I thought of Harrison’s sobbing family down the hall and forced myself to take a breath and step back. “He doesn’t get to talk anymore.”
“Fair enough,” Matt agreed, giving Josh a look that dared him to talk. “But he has a point about us all being drugged. I can’t think of anything else that could explain us forgetting everything.”
I considered pointing out that no drug would impact this many people in such a uniform way, but Tess spoke up before I could.
“Well, he remembers.” Tess motioned to Josh and unfolded the puzzle from her pocket, slapping it down on the table. “He said he watched me burn.”
“Yeah, and you drew pictures of it,” Josh added. “So obviously, you remembered more than you were letting on.”
“Shut up, Josh,” Aaron suggested.
“I just drew it!” Tess protested. “That doesn’t mean I remember it happening, but Ryan said this came from—”
“What is it that you think we did? Burned you at the stake?” Josh waved his hand up and down, motioning to all of Tess’s body. “That would leave a mark.”
“Josh, shut up.” Aaron snapped.
Tess gritted her teeth. “Yeah, about that whole leaving a mark thing—”
“Guys, would you focus?” I yelled, exasperated. “Something happened that night, and for some reason, you guys are the only ones left. Any one of you could be next—”
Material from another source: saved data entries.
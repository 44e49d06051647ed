// ==========================================
// D.O.A 退货处置系统 - 退货记录领域模型
// ==========================================
// 职责: 定义退货记录实体、入库参数、补丁、阶段变更
// 红线: status/storage/grade 只能通过 StageChange 整体变更
// ==========================================

use crate::domain::types::{DocumentKind, Grade, ReturnStatus, StorageBucket};
use chrono::{DateTime, Utc};
use serde::{Deserialize, Serialize};

// ==========================================
// ReturnDocument - 佐证文档
// ==========================================
// 只保存不透明引用，不做格式校验
#[derive(Debug, Clone, PartialEq, Serialize, Deserialize)]
pub struct ReturnDocument {
    pub document_id: String,        // 文档ID
    pub kind: DocumentKind,         // 文档类型
    pub reference: String,          // 外部引用（文件名/URL）
    pub attached_at: DateTime<Utc>, // 附加时间
}

impl ReturnDocument {
    pub fn new(kind: DocumentKind, reference: impl Into<String>) -> Self {
        Self {
            document_id: uuid::Uuid::new_v4().to_string(),
            kind,
            reference: reference.into(),
            attached_at: Utc::now(),
        }
    }
}

// ==========================================
// NewReturnRecord - 入库参数
// ==========================================
// 用途: 人工录入 / 批量导入 → ReturnRecordRepository::add
#[derive(Debug, Clone, Default, Serialize, Deserialize)]
pub struct NewReturnRecord {
    pub id: Option<String>, // 为空时由仓储生成

    // ===== 描述字段（入库后不可变）=====
    pub imei: Option<String>,
    pub sku: Option<String>,
    pub product: Option<String>,
    pub dealer: Option<String>,
    pub invoice: Option<String>,

    // ===== 检验备注 =====
    pub damage_type: Option<String>,
    pub description: Option<String>,

    // ===== 估值 =====
    pub price_ex_ppn: f64, // 不含税价格（仅用于报表）

    pub documents: Vec<ReturnDocument>,
}

// ==========================================
// ReturnRecordPatch - 检验备注补丁
// ==========================================
// 只允许修改备注与追加文档；描述字段与流程字段不在补丁内
#[derive(Debug, Clone, Default, Serialize, Deserialize)]
pub struct ReturnRecordPatch {
    pub damage_type: Option<String>,
    pub description: Option<String>,
    #[serde(default)]
    pub documents: Vec<ReturnDocument>,
}

impl ReturnRecordPatch {
    pub fn is_empty(&self) -> bool {
        self.damage_type.is_none() && self.description.is_none() && self.documents.is_empty()
    }
}

// ==========================================
// StageChange - 流程阶段变更
// ==========================================
// 由引擎层计算，仓储层原子写入
#[derive(Debug, Clone, Copy, PartialEq, Eq, Serialize, Deserialize)]
pub struct StageChange {
    pub grade: Option<Grade>,
    pub status: ReturnStatus,
    pub storage: StorageBucket,
}

impl StageChange {
    /// 变更是否满足状态-库位一致性
    pub fn is_consistent(&self) -> bool {
        self.status.allows_storage(self.storage)
    }
}

// ==========================================
// ReturnRecord - 退货记录
// ==========================================
#[derive(Debug, Clone, Serialize)]
pub struct ReturnRecord {
    // ===== 主键 =====
    pub id: String,

    // ===== 描述字段 =====
    pub imei: Option<String>,
    pub sku: Option<String>,
    pub product: Option<String>,
    pub dealer: Option<String>,
    pub invoice: Option<String>,

    // ===== 检验备注 =====
    pub damage_type: Option<String>,
    pub description: Option<String>,

    // ===== 流程字段（只读，经 StageChange 变更）=====
    grade: Option<Grade>,
    status: ReturnStatus,
    storage: StorageBucket,

    documents: Vec<ReturnDocument>,

    pub price_ex_ppn: f64,

    // ===== 审计字段 =====
    pub created_at: DateTime<Utc>,
    pub updated_at: DateTime<Utc>,
}

impl ReturnRecord {
    /// 入库创建：Inbound / 无库位 / 未定级
    pub(crate) fn intake(id: String, input: NewReturnRecord) -> Self {
        let now = Utc::now();
        Self {
            id,
            imei: input.imei,
            sku: input.sku,
            product: input.product,
            dealer: input.dealer,
            invoice: input.invoice,
            damage_type: input.damage_type,
            description: input.description,
            grade: None,
            status: ReturnStatus::Inbound,
            storage: StorageBucket::Unassigned,
            documents: input.documents,
            price_ex_ppn: input.price_ex_ppn,
            created_at: now,
            updated_at: now,
        }
    }

    pub fn grade(&self) -> Option<Grade> {
        self.grade
    }

    pub fn status(&self) -> ReturnStatus {
        self.status
    }

    pub fn storage(&self) -> StorageBucket {
        self.storage
    }

    pub fn documents(&self) -> &[ReturnDocument] {
        &self.documents
    }

    pub fn is_finished(&self) -> bool {
        self.status.is_terminal()
    }

    /// 当前阶段快照
    pub fn stage(&self) -> StageChange {
        StageChange {
            grade: self.grade,
            status: self.status,
            storage: self.storage,
        }
    }

    pub fn has_document(&self, kind: DocumentKind) -> bool {
        self.documents.iter().any(|d| d.kind == kind)
    }

    /// 原子写入阶段变更（调用方已校验一致性）
    pub(crate) fn apply_stage(&mut self, change: StageChange) {
        self.grade = change.grade;
        self.status = change.status;
        self.storage = change.storage;
        self.updated_at = Utc::now();
    }

    /// 合并补丁（文档只追加）
    pub(crate) fn apply_patch(&mut self, patch: ReturnRecordPatch) {
        if let Some(damage_type) = patch.damage_type {
            self.damage_type = Some(damage_type);
        }
        if let Some(description) = patch.description {
            self.description = Some(description);
        }
        self.documents.extend(patch.documents);
        self.updated_at = Utc::now();
    }

    /// 文本检索：imei/sku/product/dealer/invoice 任一包含即命中
    ///
    /// `needle` 须已转小写；缺失字段按空串处理
    pub fn matches_text(&self, needle: &str) -> bool {
        if needle.is_empty() {
            return true;
        }
        [
            &self.imei,
            &self.sku,
            &self.product,
            &self.dealer,
            &self.invoice,
        ]
        .iter()
        .any(|field| {
            field
                .as_deref()
                .unwrap_or("")
                .to_lowercase()
                .contains(needle)
        })
    }
}

#[cfg(test)]
mod tests {
    use super::*;

    fn sample() -> ReturnRecord {
        ReturnRecord::intake(
            "DOA-0001".to_string(),
            NewReturnRecord {
                imei: Some("356789012345678".to_string()),
                sku: Some("IP15-128-BLK".to_string()),
                product: Some("iPhone 15 128GB Black".to_string()),
                dealer: None,
                invoice: Some("INV/GDN3/2512/0042".to_string()),
                price_ex_ppn: 12_500_000.0,
                ..Default::default()
            },
        )
    }

    #[test]
    fn test_intake_initial_stage() {
        let record = sample();
        assert_eq!(record.status(), ReturnStatus::Inbound);
        assert_eq!(record.storage(), StorageBucket::Unassigned);
        assert!(record.grade().is_none());
        assert!(record.stage().is_consistent());
    }

    #[test]
    fn test_matches_text_missing_field() {
        let record = sample();
        // dealer 缺失不影响其他字段命中
        assert!(record.matches_text("iphone"));
        assert!(record.matches_text("gdn3"));
        assert!(!record.matches_text("samsung"));
        assert!(record.matches_text(""));
    }

    #[test]
    fn test_apply_patch_appends_documents() {
        let mut record = sample();
        record.apply_patch(ReturnRecordPatch {
            damage_type: Some("LCD retak".to_string()),
            description: None,
            documents: vec![ReturnDocument::new(DocumentKind::Photo, "front.jpg")],
        });
        record.apply_patch(ReturnRecordPatch {
            documents: vec![ReturnDocument::new(DocumentKind::VideoEvidence, "unboxing.mp4")],
            ..Default::default()
        });

        assert_eq!(record.damage_type.as_deref(), Some("LCD retak"));
        assert_eq!(record.documents().len(), 2);
        assert!(record.has_document(DocumentKind::Photo));
        assert!(!record.has_document(DocumentKind::ApprovalEmail));
    }
}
“Is that a threat?” Matt asked.
“It’s a guess,” I clarified. “And a good one, given what we’re all doing here. What happened to Harrison, Ryan, Finn, Isaac and Chris could be coincidence, but on the off-chance it’s not, I don’t particularly want to wait around and figure out whose funeral I’ll be attending next. The more we know about who or what is doing this, the better chance—”
“It’s her.” Josh pointed at Tess. “Don’t tell me you haven’t figured it out, yet. She’s got more reason than any of us.”
This time, no one bothered telling him to shut up.
“What reason? What did you guys do?” Tess demanded.
“It can’t be her. She was with me when Harrison died. And she had the same dream the rest of you had.” I tried to reel the conversation back in. “Same thing happened when Chris died. Bits of what happened at the bonfire are coming back to her with every death, and I’m assuming that’s happening across the board?”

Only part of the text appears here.